Growth in Vietnam’s economy is expected to rebound to 6.5 per cent this year and further expand to 6.7 per cent in 2023 due to high vaccination rates, trade expansion, and continued accommodative monetary and fiscal policies. “The renewed Covid-19 outbreak hindered Vietnam’s economic recovery, tightened the labor market, and disrupted manufacturing and supply chains in 2021,” said Mr. Andrew Jeffries, Country Director of ADB for Vietnam. “However, the timely shift of the pandemic containment strategy helped restore economic activity and reduce bottlenecks in the business environment.”

Agricultural output is forecast to grow 3.5 per cent this year, contributing 0.4 percentage points to GDP growth on revived domestic demand and rising global commodity prices. The government’s tourism-reopening policy, implemented in March, and the lifting of pandemic controls are expected to boost services, with the sector forecast to grow 5.5 per cent and contribute 2.3 percentage points to GDP growth this year.
According to Mr. Nguyen Minh Cuong, Principal Country Economist of ADB for Vietnam, with opportunities from free trade agreements (FTAs), the prospects for FDI in Vietnam will continue to grow due to the diversification of the country’s import and export markets. Although many orders have moved out of Vietnam, no foreign investors have withdrawn from the country. “FDI inflows will remain stable in the time to come as investors remain optimistic about Vietnam’s investment environment and business activities,” Mr. Cuong said.
ADB experts also forecast that external trade will remain robust this year. The Regional Comprehensive Economic Partnership (RCEP) is expected to accelerate trade and recovery once the Covid-19 pandemic passes, forming stable and long-term export markets for Vietnam and creating a legally-binding foundation for expanding trade. Goods exports are forecast to rise 8-10 per cent this year.
Imports will rise on increased demand for capital goods and manufacturing inputs, as well as rebounding domestic consumption. The recovery of tourism and remittances will support a current account surplus, forecast at 1.5 per cent of GDP this year and 2.0 per cent in 2023. “Even though there are global uncertainties and the impact of the Russia - Ukraine conflict, there are agreements that put Vietnam in a better position and help it overcome the obstacles,” said Mr. Jeffries.
Along with the positive prospects, slowing global recovery and a surge in global oil prices due to the Russia - Ukraine conflict will directly affect Vietnam’s external trade and domestic oil prices, which will in turn affect inflation.

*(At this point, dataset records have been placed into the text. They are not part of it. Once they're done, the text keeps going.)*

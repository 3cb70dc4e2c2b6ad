use core::f32::consts::{SQRT_2, TAU};

use mltk::network::{self, keys};
use mltk::nodes::{Rms, Spectrum, WindowKind, Windowing};
use mltk::{
    capture, Channel, Error, GraphBuilder, GraphConfigError, Mltk, MltkConfig, RunError, SOURCE,
};
use proptest::prelude::*;

/// `periods` full cycles of a sine across `len` samples.
fn sine(periods: f32, amplitude: f32, len: usize) -> Vec<f32> {
    (0..len)
        .map(|i| (TAU * periods * i as f32 / len as f32).sin() * amplitude)
        .collect()
}

/// signal -> Hann window -> RMS, stored under "RMS"
fn window_rms(_channel: Channel, b: &mut GraphBuilder) -> Result<(), GraphConfigError> {
    b.add("window", Windowing::new(WindowKind::Hann))?;
    b.add("rms", Rms::new())?;
    b.connect((SOURCE, SOURCE), ("window", "frame"))?;
    b.connect(("window", "frame"), ("rms", "array"))?;
    b.store(("rms", "rms"), "RMS")
}

fn feed_all(mltk: &mut Mltk, block: &[f32]) {
    for ch in 0..mltk.channels() {
        mltk.ingest(ch, block).unwrap();
    }
}

#[test]
/// Every declared input in the stock network has exactly one producer
fn every_input_has_one_inbound_edge() {
    let mltk = Mltk::standard(MltkConfig::default()).unwrap();

    for ctx in mltk.contexts() {
        let graph = ctx.graph();
        let inputs: Vec<_> = graph.declared_inputs().collect();
        assert_eq!(inputs.len(), 9);
        for (node, port) in inputs {
            assert_eq!(graph.inbound_edges(node, port), 1, "{}.{}", node, port);
        }
    }
}

#[test]
/// Every context is wired identically and ordered identically
fn contexts_share_topology_and_order() {
    let mltk = Mltk::standard(MltkConfig::default().with_channels(3)).unwrap();
    let mono: Vec<_> = mltk.context(Channel::Mono).unwrap().graph().order().collect();

    assert_eq!(mono.first(), Some(&SOURCE));
    for ch in 0..3 {
        let order: Vec<_> = mltk.context(ch).unwrap().graph().order().collect();
        assert_eq!(order, mono);
    }
}

#[test]
/// A 512-sample sine through a normalized Hann window keeps its RMS
fn windowed_sine_rms() {
    let amplitude = 0.8;
    let config = MltkConfig::default().with_frame_size(512).with_hop_size(512);
    let mut mltk = Mltk::new(config, window_rms).unwrap();
    let block = sine(8.0, amplitude, 512);

    let mut previous = None;
    for _ in 0..5 {
        feed_all(&mut mltk, &block);
        mltk.tick().unwrap();

        for channel in [Channel::Mono, Channel::Index(0), Channel::Index(1)] {
            let rms = mltk.get_value("RMS", channel).unwrap();
            assert!((rms - amplitude / SQRT_2).abs() < 1e-3, "{}: {}", channel, rms);
        }

        let rms = mltk.get_value("RMS", 0).unwrap();
        if let Some(prev) = previous {
            assert_eq!(rms, prev);
        }
        previous = Some(rms);
    }
}

#[test]
/// One input channel: the mono context mirrors it exactly
fn single_channel_sine_rms() {
    let amplitude = 0.5;
    let config = MltkConfig::default()
        .with_channels(1)
        .with_frame_size(512)
        .with_hop_size(512);
    let mut mltk = Mltk::new(config, window_rms).unwrap();

    mltk.ingest(0, &sine(8.0, amplitude, 512)).unwrap();
    mltk.tick().unwrap();

    let rms = mltk.get_value("RMS", 0).unwrap();
    assert!((rms - amplitude / SQRT_2).abs() < 1e-3, "{}", rms);
    assert_eq!(mltk.get_value("RMS", Channel::Mono).unwrap(), rms);
    assert!(matches!(
        mltk.get_value("RMS", 1),
        Err(Error::ChannelIndexOutOfRange { .. })
    ));
}

#[test]
/// Without accumulation each tick only sees its own results
fn pools_clear_between_ticks() {
    let config = MltkConfig::default().with_frame_size(256).with_hop_size(256);
    let mut mltk = Mltk::new(config, window_rms).unwrap();

    for _ in 0..3 {
        feed_all(&mut mltk, &sine(4.0, 0.5, 256));
        mltk.tick().unwrap();
        assert_eq!(mltk.get_series("RMS", 0).unwrap().len(), 1);
        assert_eq!(mltk.get_series("RMS", Channel::Mono).unwrap().len(), 1);
    }
}

#[test]
/// Silence after signal: the latest value reflects the latest tick only
fn stale_values_do_not_survive_a_tick() {
    let config = MltkConfig::default().with_frame_size(256).with_hop_size(256);
    let mut mltk = Mltk::new(config, window_rms).unwrap();

    feed_all(&mut mltk, &sine(4.0, 0.5, 256));
    mltk.tick().unwrap();
    assert!(mltk.get_value("RMS", 0).unwrap() > 0.1);

    feed_all(&mut mltk, &[0.0; 256]);
    mltk.tick().unwrap();
    assert_eq!(mltk.get_value("RMS", 0).unwrap(), 0.0);
}

#[test]
/// A frame cutter with half-frame hop yields one frame, then two per tick
fn frame_cutter_carries_samples_across_ticks() {
    let mut mltk = Mltk::standard(MltkConfig::default().with_channels(1)).unwrap();
    let block = sine(8.0, 0.5, 512);

    mltk.ingest(0, &block).unwrap();
    mltk.tick().unwrap();
    assert_eq!(mltk.get_series(keys::RMS, 0).unwrap().len(), 1);

    mltk.ingest(0, &block).unwrap();
    mltk.tick().unwrap();
    assert_eq!(mltk.get_series(keys::RMS, 0).unwrap().len(), 2);
    assert_eq!(mltk.get_series(keys::MFCC_COEFS, 0).unwrap().len(), 2);
}

#[test]
/// Accumulating and recording a constant for 10 ticks
fn accumulate_and_record_constant() {
    let config = MltkConfig::default()
        .with_frame_size(128)
        .with_hop_size(128)
        .with_accumulate(true)
        .with_record(true);
    let mut mltk = Mltk::new(config, window_rms).unwrap();

    for _ in 0..10 {
        feed_all(&mut mltk, &[0.5; 128]);
        mltk.tick().unwrap();
    }

    assert_eq!(mltk.get_series("RMS", 0).unwrap().len(), 10);

    for channel in [Channel::Mono, Channel::Index(0), Channel::Index(1)] {
        let snapshot = mltk.aggregate(channel).unwrap().unwrap();
        let stats = snapshot.get("RMS").unwrap();
        let mean = stats.mean.as_real().unwrap();
        assert!((mean - 0.5).abs() < 1e-4, "{}: {}", channel, mean);
        assert!(stats.var.as_real().unwrap().abs() < 1e-9);
        assert_eq!(stats.min, stats.max);
    }

    mltk.clear_pools();
    assert!(mltk.get_series("RMS", 0).unwrap().is_empty());
    assert!(mltk.exists("RMS", 0).unwrap());
}

#[test]
/// No aggregate is taken unless recording or asked for
fn aggregate_only_when_requested() {
    let config = MltkConfig::default().with_frame_size(128).with_hop_size(128);
    let mut mltk = Mltk::new(config, window_rms).unwrap();
    feed_all(&mut mltk, &[0.25; 128]);
    mltk.tick().unwrap();
    assert!(mltk.aggregate(0).unwrap().is_none());

    mltk.aggregate_now();
    let snapshot = mltk.aggregate(0).unwrap().unwrap();
    assert_eq!(snapshot.keys().collect::<Vec<_>>(), ["RMS"]);
}

#[test]
/// Two flushes without an intervening tick are byte-identical
fn flush_is_idempotent() {
    let mut mltk = Mltk::standard(MltkConfig::default().with_record(true)).unwrap();
    feed_all(&mut mltk, &sine(3.0, 0.5, 512));
    mltk.tick().unwrap();

    let mut first = Vec::new();
    let mut second = Vec::new();
    mltk.flush_aggregate(&mut first).unwrap();
    mltk.flush_aggregate(&mut second).unwrap();
    assert_eq!(first, second);

    // Contexts are written mono first, then by channel index.
    let text = std::str::from_utf8(&first).unwrap();
    let positions: Vec<usize> = ["\"mono\"", "\"channel0\"", "\"channel1\""]
        .iter()
        .map(|k| text.find(k).unwrap())
        .collect();
    assert!(positions.windows(2).all(|w| w[0] < w[1]), "{:?}", positions);

    let json: serde_json::Value = serde_json::from_slice(&first).unwrap();
    assert_eq!(json.as_object().unwrap().len(), 3);

    let rms = &json["channel0"][keys::RMS];
    for stat in ["mean", "var", "min", "max"] {
        assert!(rms[stat].is_number(), "{}", stat);
    }
    assert_eq!(json["mono"][keys::MFCC_COEFS]["mean"].as_array().unwrap().len(), 13);
}

#[test]
/// Flushing to a file writes the same bytes as flushing to memory
fn flush_to_path() {
    let mut mltk = Mltk::new(
        MltkConfig::default().with_frame_size(64).with_hop_size(64).with_record(true),
        window_rms,
    )
    .unwrap();
    feed_all(&mut mltk, &sine(2.0, 1.0, 64));
    mltk.tick().unwrap();

    let dir = tempfile::tempdir().unwrap();
    let path = dir.path().join("aggregate.json");
    mltk.flush_aggregate_to_path(&path).unwrap();

    let mut expected = Vec::new();
    mltk.flush_aggregate(&mut expected).unwrap();
    assert_eq!(std::fs::read(&path).unwrap(), expected);
}

#[test]
/// A failing context is reported but does not stop the others
fn failing_context_is_isolated() {
    let config = MltkConfig::default()
        .with_frame_size(512)
        .with_hop_size(512)
        .with_record(true);

    let mut mltk = Mltk::new(config, |channel, b| {
        window_rms(channel, b)?;
        // Channel 1 expects the wrong frame length and rejects every frame.
        let size = if channel == Channel::Index(1) { 500 } else { 512 };
        b.add("spectrum", Spectrum::new(size))?;
        b.connect(("window", "frame"), ("spectrum", "frame"))?;
        b.store(("spectrum", "spectrum"), "Spectrum")
    })
    .unwrap();

    feed_all(&mut mltk, &sine(8.0, 0.5, 512));
    let err = match mltk.tick() {
        Err(Error::Tick(err)) => err,
        other => panic!("expected a tick error, got {:?}", other),
    };

    assert_eq!(err.failures.len(), 1);
    assert!(err.failed(Channel::Index(1)));
    assert!(matches!(
        err.failures[0].error,
        RunError::NodeInput(ref e) if e.node == "spectrum"
    ));

    assert_eq!(mltk.get_vector("Spectrum", Channel::Mono).unwrap().len(), 257);
    assert_eq!(mltk.get_vector("Spectrum", 0).unwrap().len(), 257);
    assert!(matches!(
        mltk.get_vector("Spectrum", 1),
        Err(Error::PoolKeyNotFound { .. })
    ));
    // Nodes ahead of the failure already published.
    assert!(mltk.exists("RMS", 1).unwrap());

    // The aggregate phase still ran everywhere.
    for channel in [Channel::Mono, Channel::Index(0), Channel::Index(1)] {
        assert!(mltk.aggregate(channel).unwrap().is_some());
    }
    assert_eq!(mltk.ticks(), 1);
}

#[test]
/// Before the first tick every key is unknown, mono included
fn fresh_engine_has_no_keys() {
    let mltk = Mltk::standard(MltkConfig::default()).unwrap();
    assert!(matches!(
        mltk.get_value("NoSuchKey", Channel::Mono),
        Err(Error::PoolKeyNotFound { ref key }) if key == "NoSuchKey"
    ));
    assert!(matches!(
        mltk.get_value(keys::RMS, Channel::Mono),
        Err(Error::PoolKeyNotFound { .. })
    ));
}

#[test]
/// Queries for unknown keys, wrong kinds and bad channels
fn query_errors() {
    let mut mltk = Mltk::standard(MltkConfig::default()).unwrap();
    feed_all(&mut mltk, &sine(8.0, 0.5, 512));
    mltk.tick().unwrap();

    assert!(matches!(
        mltk.get_value("NoSuchKey", 0),
        Err(Error::PoolKeyNotFound { ref key }) if key == "NoSuchKey"
    ));
    assert!(!mltk.exists("NoSuchKey", Channel::Mono).unwrap());

    assert!(matches!(
        mltk.get_value(keys::SPECTRUM, 0),
        Err(Error::ValueKind { .. })
    ));
    assert!(matches!(
        mltk.get_vector(keys::RMS, 0),
        Err(Error::ValueKind { .. })
    ));

    assert!(matches!(
        mltk.get_value(keys::RMS, 2),
        Err(Error::ChannelIndexOutOfRange { channels: 2, .. })
    ));
    assert!(matches!(
        mltk.ingest(7, &[0.0; 512]),
        Err(Error::ChannelIndexOutOfRange { .. })
    ));
    assert!(matches!(
        mltk.ingest(0, &[0.0; 100]),
        Err(Error::BlockLength { expected: 512, got: 100 })
    ));
}

#[test]
/// Wiring mistakes abort construction
fn graph_configuration_errors() {
    let config = MltkConfig::default;

    let cycle = Mltk::new(config(), |_, b| {
        b.add("a", Windowing::new(WindowKind::Square))?;
        b.add("b", Windowing::new(WindowKind::Square))?;
        b.connect(("a", "frame"), ("b", "frame"))?;
        b.connect(("b", "frame"), ("a", "frame"))
    });
    assert!(matches!(
        cycle,
        Err(Error::GraphConfiguration(GraphConfigError::Cycle { .. }))
    ));

    let unconnected = Mltk::new(config(), |_, b| b.add("rms", Rms::new()).map(drop));
    assert!(matches!(
        unconnected,
        Err(Error::GraphConfiguration(GraphConfigError::UnconnectedInput { .. }))
    ));

    let duplicate = Mltk::new(config(), |_, b| {
        b.add("rms", Rms::new())?;
        b.add("rms", Rms::new()).map(drop)
    });
    assert!(matches!(
        duplicate,
        Err(Error::GraphConfiguration(GraphConfigError::DuplicateNode(_)))
    ));

    let unknown = Mltk::new(config(), |_, b| b.store(("nope", "out"), "X"));
    assert!(matches!(
        unknown,
        Err(Error::GraphConfiguration(GraphConfigError::UnknownNode(_)))
    ));
}

#[test]
/// Blocks pushed into a capture feed are ingested and ticked in order
fn drain_capture_feed() {
    let config = MltkConfig::default().with_frame_size(64).with_hop_size(64);
    let mut mltk = Mltk::new(config, window_rms).unwrap();
    let (mut tx, mut rx) = capture::feed(2, 64, 4);

    // Left channel silent, right channel a full-scale square wave
    let block: Vec<f32> = (0..128).map(|i| if i % 2 == 0 { 0.0 } else { 1.0 }).collect();
    for _ in 0..3 {
        assert_eq!(tx.push_interleaved(&block), 128);
    }
    tx.push_interleaved(&block[..10]);

    assert_eq!(mltk.drain(&mut rx).unwrap(), 3);
    assert_eq!(mltk.ticks(), 3);
    assert_eq!(mltk.get_value("RMS", 0).unwrap(), 0.0);
    assert!((mltk.get_value("RMS", 1).unwrap() - 1.0).abs() < 1e-5);
    assert!((mltk.get_value("RMS", Channel::Mono).unwrap() - 0.5).abs() < 1e-5);

    // The partial block waits for the rest.
    assert_eq!(mltk.drain(&mut rx).unwrap(), 0);

    let (_, mut mono_rx) = capture::feed(1, 64, 4);
    assert!(matches!(mltk.drain(&mut mono_rx), Err(Error::InvalidConfig(_))));
}

proptest! {
    #[test]
    /// Identical input gives identical pools in independently built engines
    fn identical_input_identical_results(
        left in prop::collection::vec(-1.0f32..1.0, 64),
        right in prop::collection::vec(-1.0f32..1.0, 64),
    ) {
        let config = MltkConfig::default().with_frame_size(64).with_hop_size(32);
        let mut a = Mltk::standard(config.clone()).unwrap();
        let mut b = Mltk::new(config, |_, builder| network::standard(builder)).unwrap();

        for _ in 0..3 {
            for m in [&mut a, &mut b] {
                m.ingest(0, &left).unwrap();
                m.ingest(1, &right).unwrap();
                m.tick().unwrap();
            }
        }

        for channel in [Channel::Mono, Channel::Index(0), Channel::Index(1)] {
            for key in keys::ALL {
                prop_assert_eq!(
                    a.get_series(key, channel).unwrap(),
                    b.get_series(key, channel).unwrap()
                );
            }
        }
    }
}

Uncertainties in global financial markets and the withdrawal of monetary and fiscal accommodation by advanced economies will also put additional upwards pressure on inflation, which is forecast to accelerate to 3.8 per cent in 2022 and 4.0 per cent in 2023, though such levels are still under control. Mr. Cuong also emphasized that if Vietnam does not quickly and effectively implement monetary support packages in the government’s economic recovery and development program (ERDP), it will greatly reduce their effect on economic recovery in 2022.